Ahaneku J E, Taylor G O, Agbedana O E, Walker O, Salako L A
Department of Biochemistry and Cell Biology, Nnamdi Azikiwe University Teaching Hospital, Nnewi, Anambra State, Nigeria.
Tokai J Exp Clin Med. 1993 Dec;18(3-6):155-60.
Twenty patients with essential hypertension aged 39-70 years, underwent 20 weeks (short-term) and 30 weeks (long-term) lipid and lipoprotein assessment following moduretic (combination of hydrochlorothiazide and amloride) therapy. Moduretic caused adverse alterations in plasma lipid and lipoprotein concentrations at 20 weeks, characterized by increases in total cholesterol (TC) (9-23%), low-density lipoprotein-cholesterol (LDL-C) (18-42%), Triglycerides (TG) (12-26%) and LDL-C/HDL-C (36-92%), as well as decreases in high density lipoprotein-cholesterol (HDL-C) (-14 to -26%) and HDL-C/TC (-23 to -39%).
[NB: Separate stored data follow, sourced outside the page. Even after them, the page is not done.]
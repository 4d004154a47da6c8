use std::fs;
use std::path::Path;

use chrono::{DateTime, SecondsFormat, TimeZone};
use tracing::{debug, info};

use crate::discover::DocumentId;
use crate::error::{io_err, PublishError};

/// RFC-3339 with second precision and `Z` for UTC, the format used in posts and the index.
pub fn format_timestamp<Tz: TimeZone>(timestamp: &DateTime<Tz>) -> String
where
    Tz::Offset: std::fmt::Display,
{
    timestamp.to_rfc3339_opts(SecondsFormat::Secs, true)
}

/// Renders the frontmatter block placed above a converted post.
pub fn render_heading(layout: &str, id: &DocumentId, date: &str) -> String {
    format!("---\n\nlayout: {layout}\n\ntitle: \"{id}\"\n\ndate: \"{date}\"\n\n---\n\n")
}

/// Prepends the frontmatter block to the file at `path`.
///
/// Not idempotent: a second call stacks a second block. Call once per conversion.
pub fn inject_heading(
    path: &Path,
    layout: &str,
    id: &DocumentId,
    date: &str,
) -> Result<(), PublishError> {
    let body = fs::read_to_string(path).map_err(|e| io_err(path, e))?;
    debug!(path = %path.display(), body_len = body.len(), "Read converted document");

    let mut content = render_heading(layout, id, date);
    content.push_str(&body);

    fs::write(path, content).map_err(|e| io_err(path, e))?;
    info!(path = %path.display(), id = %id, date, "[FRONTMATTER] Heading injected");
    Ok(())
}
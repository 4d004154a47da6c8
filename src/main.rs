use anyhow::Result;
use clap::Parser;
use mercury::cli::{run, Cli};
use tracing_subscriber::EnvFilter;

#[tokio::main]
async fn main() -> Result<()> {
    // Load environment (the push token usually lives in .env)
    dotenvy::dotenv().ok();

    let filter = EnvFilter::try_from_default_env().unwrap_or_else(|_| EnvFilter::new("info"));
    tracing_subscriber::fmt()
        .with_env_filter(filter)
        .with_target(false)
        .init();
    tracing::info!("CLI application startup: tracing initialised, environment loaded");

    let cli = Cli::parse();
    tracing::info!("CLI arguments parsed, invoking run");
    let result = run(cli).await;
    match &result {
        Ok(_) => tracing::info!("CLI completed successfully"),
        Err(e) => tracing::error!(error = %e, "CLI exited with error"),
    }
    result
}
For 12 patients who were continued on the same therapy for the longer period of 30 weeks, the adverse effects were less pronounced when compared with the short-term effects. The increases in TC (9.6%), in LDL-C (21%), and in LDL-C/HDL-C (48%), and the decreases in the mean HDL-C (-20%), and in HDL-C/TC (-25%), were all significant. In contrast, the slight increase in TG noted during the long-term moduretic therapy was not significant. Our data suggest that moduretic therapy induces altered lipid-lipoprotein patterns in hypertensive patients. However, the possible influence of baseline cholesterol concentration and the duration of therapy, may be important factors in the lipid response to moduretic therapy.